Prawo własności przemysłowej, oprócz dość szczegółowego traktowania wynalazków, wzorów przemysłowych i patentów, wspomina też o racjonalizacji, a konkretnie o projektach racjonalizatorskich. Projektów tych nie omawia szczegółowo, pozostawiając to przedsiębiorcy, który najczęściej nimi się nie zajmuje. Racjonalizacja wobec tego w przedsiębiorstwie nie istnieje. No, może z małymi wyjątkami. Warto jednak przyjrzeć się sprawie projektów racjonalizatorskich, która to część wynalazczości jest stosunkowo prosta do wprowadzenia w przedsiębiorstwie, nie wymaga stałej współpracy z rzecznikiem patentowym i prawnikami, a zyski z wprowadzenia takich projektów mogą być duże.
Aleksander Łukomski
Kiedyś, w dawniejszych czasach, istniały ogólnopolskie przepisy dotyczące racjonalizacji. Państwo niejako odgórnie wspierało twórców techniki. W większości przedsiębiorstw istniały całe działy zajmujące się racjonalizacją. Były ustalone terminy posiedzeń specjalnych komisji, procedura składania wniosków i – co najważniejsze – były pieniądze dla twórców, i to bez podatku oraz ZUS-u. Jeśli określonego dnia tygodnia, np. we wtorek, w przedsiębiorstwie płacono pieniądze z racjonalizacji, to najczęściej przed kasą była długa kolejka. Na ogół nie były to wielkie pieniądze: kilkadziesiąt do kilkuset złotych, ale teoretycznie można je było dostać co wtorek, a to mogło już w miesięcznym bilansie stanowić pokaźną kwotę.
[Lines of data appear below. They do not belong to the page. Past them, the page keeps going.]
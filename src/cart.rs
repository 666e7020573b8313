//! # Cart Store
//!
//! The session-scoped cart: the one piece of storefront state that lives
//! entirely in this process.
//!
//! The cart is owned by a single logical thread of control — every mutation
//! is a synchronous call that completes before the next one starts, so there
//! is no interior locking. It is passed explicitly to the views and the
//! checkout flow instead of living in an ambient global.
//!
//! Money rule: the displayed total gates the payment amount, so [`CartStore::total`]
//! favors availability over exactness — a malformed price contributes zero
//! and is logged rather than failing the computation.

use crate::model::{parse_price, Dish};

/// A copy of a dish's display fields captured at add-time.
///
/// The cart holds at most one item per dish id.
#[derive(Debug, Clone, PartialEq)]
pub struct CartItem {
    pub dish_id: String,
    pub name: String,
    pub price: String,
    pub image_url: String,
}

impl From<&Dish> for CartItem {
    fn from(dish: &Dish) -> Self {
        Self {
            dish_id: dish.id.clone(),
            name: dish.name.clone(),
            price: dish.price.clone(),
            image_url: dish.image_url.clone(),
        }
    }
}

/// What happened on an [`CartStore::add`] call.
#[derive(Debug, Clone, Copy, PartialEq, Eq)]
pub enum AddOutcome {
    Added,
    /// The dish was already present; the cart is unchanged. Callers may
    /// surface a notice.
    AlreadyInCart,
}

/// The session cart.
#[derive(Debug, Default)]
pub struct CartStore {
    items: Vec<CartItem>,
}

impl CartStore {
    pub fn new() -> Self {
        Self::default()
    }

    /// Adds a dish unless an item with the same id is already present.
    ///
    /// Duplicate adds are silently ignored — the cart never holds two items
    /// for one dish.
    pub fn add(&mut self, dish: &Dish) -> AddOutcome {
        if self.contains(&dish.id) {
            return AddOutcome::AlreadyInCart;
        }
        self.items.push(CartItem::from(dish));
        AddOutcome::Added
    }

    /// Removes the item with the given dish id. Absent ids are a no-op.
    pub fn remove(&mut self, dish_id: &str) {
        self.items.retain(|item| item.dish_id != dish_id);
    }

    /// Empties the cart.
    pub fn clear(&mut self) {
        self.items.clear();
    }

    /// Sum of the item prices, with unparsable prices contributing zero.
    pub fn total(&self) -> f64 {
        self.items.iter().map(|item| parse_price(&item.price)).sum()
    }

    pub fn contains(&self, dish_id: &str) -> bool {
        self.items.iter().any(|item| item.dish_id == dish_id)
    }

    pub fn items(&self) -> &[CartItem] {
        &self.items
    }

    pub fn len(&self) -> usize {
        self.items.len()
    }

    pub fn is_empty(&self) -> bool {
        self.items.is_empty()
    }
}

#[cfg(test)]
mod tests {
    use super::*;

    fn dish(id: &str, price: &str) -> Dish {
        Dish::new(
            id,
            format!("{} plate", id),
            price,
            true,
            false,
            format!("https://cdn.example/{}.jpg", id),
        )
    }

    #[test]
    fn add_is_idempotent_per_dish() {
        let mut cart = CartStore::new();
        let d = dish("dish_1", "10.00");

        assert_eq!(cart.add(&d), AddOutcome::Added);
        assert_eq!(cart.add(&d), AddOutcome::AlreadyInCart);
        assert_eq!(cart.len(), 1);
    }

    #[test]
    fn remove_absent_id_changes_nothing() {
        let mut cart = CartStore::new();
        cart.add(&dish("dish_1", "10.00"));
        cart.add(&dish("dish_2", "5.50"));

        cart.remove("dish_404");
        assert_eq!(cart.len(), 2);

        cart.remove("dish_1");
        assert_eq!(cart.len(), 1);
        assert!(!cart.contains("dish_1"));
        assert!(cart.contains("dish_2"));
    }

    #[test]
    fn total_tracks_present_items() {
        let mut cart = CartStore::new();
        assert_eq!(cart.total(), 0.0);

        cart.add(&dish("dish_1", "10.00"));
        cart.add(&dish("dish_2", "5.50"));
        assert_eq!(cart.total(), 15.5);

        cart.remove("dish_1");
        assert_eq!(cart.total(), 5.5);
    }

    #[test]
    fn malformed_price_contributes_zero() {
        let mut cart = CartStore::new();
        cart.add(&dish("dish_1", "10.00"));
        cart.add(&dish("dish_2", "ask the chef"));

        assert_eq!(cart.len(), 2);
        assert_eq!(cart.total(), 10.0);
    }

    #[test]
    fn clear_empties_everything() {
        let mut cart = CartStore::new();
        cart.add(&dish("dish_1", "10.00"));
        cart.add(&dish("dish_2", "5.50"));

        cart.clear();
        assert_eq!(cart.len(), 0);
        assert_eq!(cart.total(), 0.0);
        assert!(cart.is_empty());
    }
}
Każdy pracownik mógł złożyć wniosek. Jeżeli zrobił to pracownik z warsztatu, który na ogół nie umiał opracować dokumentacji, to wykonywał tylko szkic, który obrazował istotę projektu. Jeżeli wniosek został przyjęty przez komisję to ten pracownik dostawał ustaloną kwotę np. tylko za pomysł lub wniosek, w wysokości 500 zł. Projekt ten trafiał wtedy do konstruktora oprzyrządowania, który wykonywał dokumentację, co prawda w ramach obowiązków pracowniczych, ale miał na to np. miesiąc. Jednak za każdy dzień kalendarzowy przyspieszenia wykonania dokumentacji otrzymywał jakąś niewielką kwotę np. 20 zł. Jeżeli wykonał to po dwóch dniach, to prosto można obliczyć, że 28 dni przyspieszenia x 20 zł daje 580 zł, do odbioru w kasie. Z tego powodu konstruktorzy na ogół zostawiali swoje podstawowe działania i w pierwszej kolejności wykonywali projekty racjonalizatorskie. Często po godzinach. Podobnie było z dokumentacją technologiczną. W pewnej fabryce silników elektrycznych racjonalizacją zajmował się „kto żyw”. Zabierano do domu dokumentację konstrukcyjną, technologiczną i wymyślano, jak obniżyć koszty produkcji, bo od tego była największa kasa, liczona jako procent od korzyści pracodawcy. Każda nakrętka mniej, cieńsza blaszka, czy nowy przyrząd koncentrujący np. dwie operacje, dawały duże oszczędności, a procent od tego – pieniądze dla racjonalizatora. Oczywiście trzeba było udowodnić, że ta zmiana nie wpłynie na wytrzymałość i jakość. No i była komisja, której szefem był dyrektor techniczny. Ona decydowała, co dalej z takim wnioskiem racjonalizatorskim. Może nadaje się do opatentowania? A nadawał się jeden na kilkaset. Należało zachować ostrożność, bo rozliczano też komisję i pracowników działu wynalazczości z efektów i bardzo źle były widziane wnioski niewdrożone. W tej konkretnej fabryce cały proces racjonalizacji działał doskonale. Co prawda była tam produkcja wielkoseryjna, więc było może trochę łatwiej o sukcesy, ale w innych fabrykach było podobnie.